HTB then used the private messaging function of each of the services,
embedding a unique URL in each message, and monitored its dedicated Web
server's logs for all incoming HTTP (Hypertext Transfer Protocol) requests, in
order to see whether any of the services would "click" on the test
URLs that had been transmitted via private message, the complaint said.
"Facebook was one of the Web Services that was caught scanning URLs
despite such activity remaining undisclosed to the user," according to the
complaint.
The lawsuit has been brought by Facebook users Matthew Campbell and
Michael Hurley on behalf of all Facebook users in the U.S. who have sent or
received private Facebook messages that included a URL in the content of the
message.
On Nov. 15, 2010, Facebook announced a new, integrated email and messaging
service for its users that combined the functionality of email, chat, SMS, and
in- service messaging. Facebook took special pains to tout the privacy features
of its new private messaging service, stressing unprecedented user control and
privacy, according to the complaint.
In its communications about the service, the social network is said to
have made representations that "reflect the promise that only the sender
and the recipient or recipients will be privy to the private message's content,
to the exclusion of any other party, including Facebook."

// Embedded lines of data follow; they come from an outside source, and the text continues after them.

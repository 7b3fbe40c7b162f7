//! Per-`(feature, tool)` auto-disable health tracking (spec.md §4.8). No
//! global singleton — this lives inside the session [`super::Store`].

use std::collections::HashMap;

#[derive(Debug, Clone, Copy, PartialEq, Eq)]
pub enum HealthOutcome {
    Success,
    Neutral,
    Hurt,
}

#[derive(Debug, Clone, Default)]
struct HealthState {
    regression_streak: u32,
    cooldown_remaining: u32,
}

#[derive(Default)]
pub struct HealthTracker {
    states: HashMap<(String, String), HealthState>,
}

impl HealthTracker {
    /// Consuming check: decrements an active cooldown and reports whether
    /// the feature should be bypassed for this call.
    pub fn is_disabled(&mut self, feature: &str, tool: &str) -> bool {
        let state = self
            .states
            .entry((feature.to_string(), tool.to_string()))
            .or_default();
        if state.cooldown_remaining > 0 {
            state.cooldown_remaining -= 1;
            true
        } else {
            false
        }
    }

    pub fn record_outcome(
        &mut self,
        feature: &str,
        tool: &str,
        outcome: HealthOutcome,
        threshold: u32,
        cooldown_requests: u32,
    ) {
        let state = self
            .states
            .entry((feature.to_string(), tool.to_string()))
            .or_default();
        match outcome {
            HealthOutcome::Success => state.regression_streak = 0,
            HealthOutcome::Neutral => {
                state.regression_streak = state.regression_streak.saturating_sub(1)
            }
            HealthOutcome::Hurt => {
                state.regression_streak += 1;
                if state.regression_streak >= threshold {
                    state.cooldown_remaining = cooldown_requests;
                }
            }
        }
    }
}

#[cfg(test)]
mod tests {
    use super::*;

    #[test]
    fn streak_reaching_threshold_triggers_cooldown() {
        let mut tracker = HealthTracker::default();
        for _ in 0..3 {
            tracker.record_outcome("result_compression", "list_items", HealthOutcome::Hurt, 3, 5);
        }
        assert!(tracker.is_disabled("result_compression", "list_items"));
    }

    #[test]
    fn success_resets_streak() {
        let mut tracker = HealthTracker::default();
        tracker.record_outcome("result_compression", "t", HealthOutcome::Hurt, 3, 5);
        tracker.record_outcome("result_compression", "t", HealthOutcome::Hurt, 3, 5);
        tracker.record_outcome("result_compression", "t", HealthOutcome::Success, 3, 5);
        tracker.record_outcome("result_compression", "t", HealthOutcome::Hurt, 3, 5);
        assert!(!tracker.is_disabled("result_compression", "t"));
    }

    #[test]
    fn cooldown_decrements_on_each_check_and_expires() {
        let mut tracker = HealthTracker::default();
        for _ in 0..3 {
            tracker.record_outcome("f", "t", HealthOutcome::Hurt, 3, 2);
        }
        assert!(tracker.is_disabled("f", "t"));
        assert!(tracker.is_disabled("f", "t"));
        assert!(!tracker.is_disabled("f", "t"));
    }
}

The lawsuit asks for class-action status, an injunction against
Facebook's practices and damages from the company to class members. It claims
the greater of either US$100 a day for each day of alleged violation or
$10,000, for each user claimed to be affected, besides damages under California
law.
"We believe the allegations are without merit and we will defend
ourselves vigorously," Facebook said in an emailed statement.
In our opinion, fb serves more profitably than whatever demerit this lawsuit may be throwing up; even if the giant social media network will be cautioned it should by no means hamper the operation.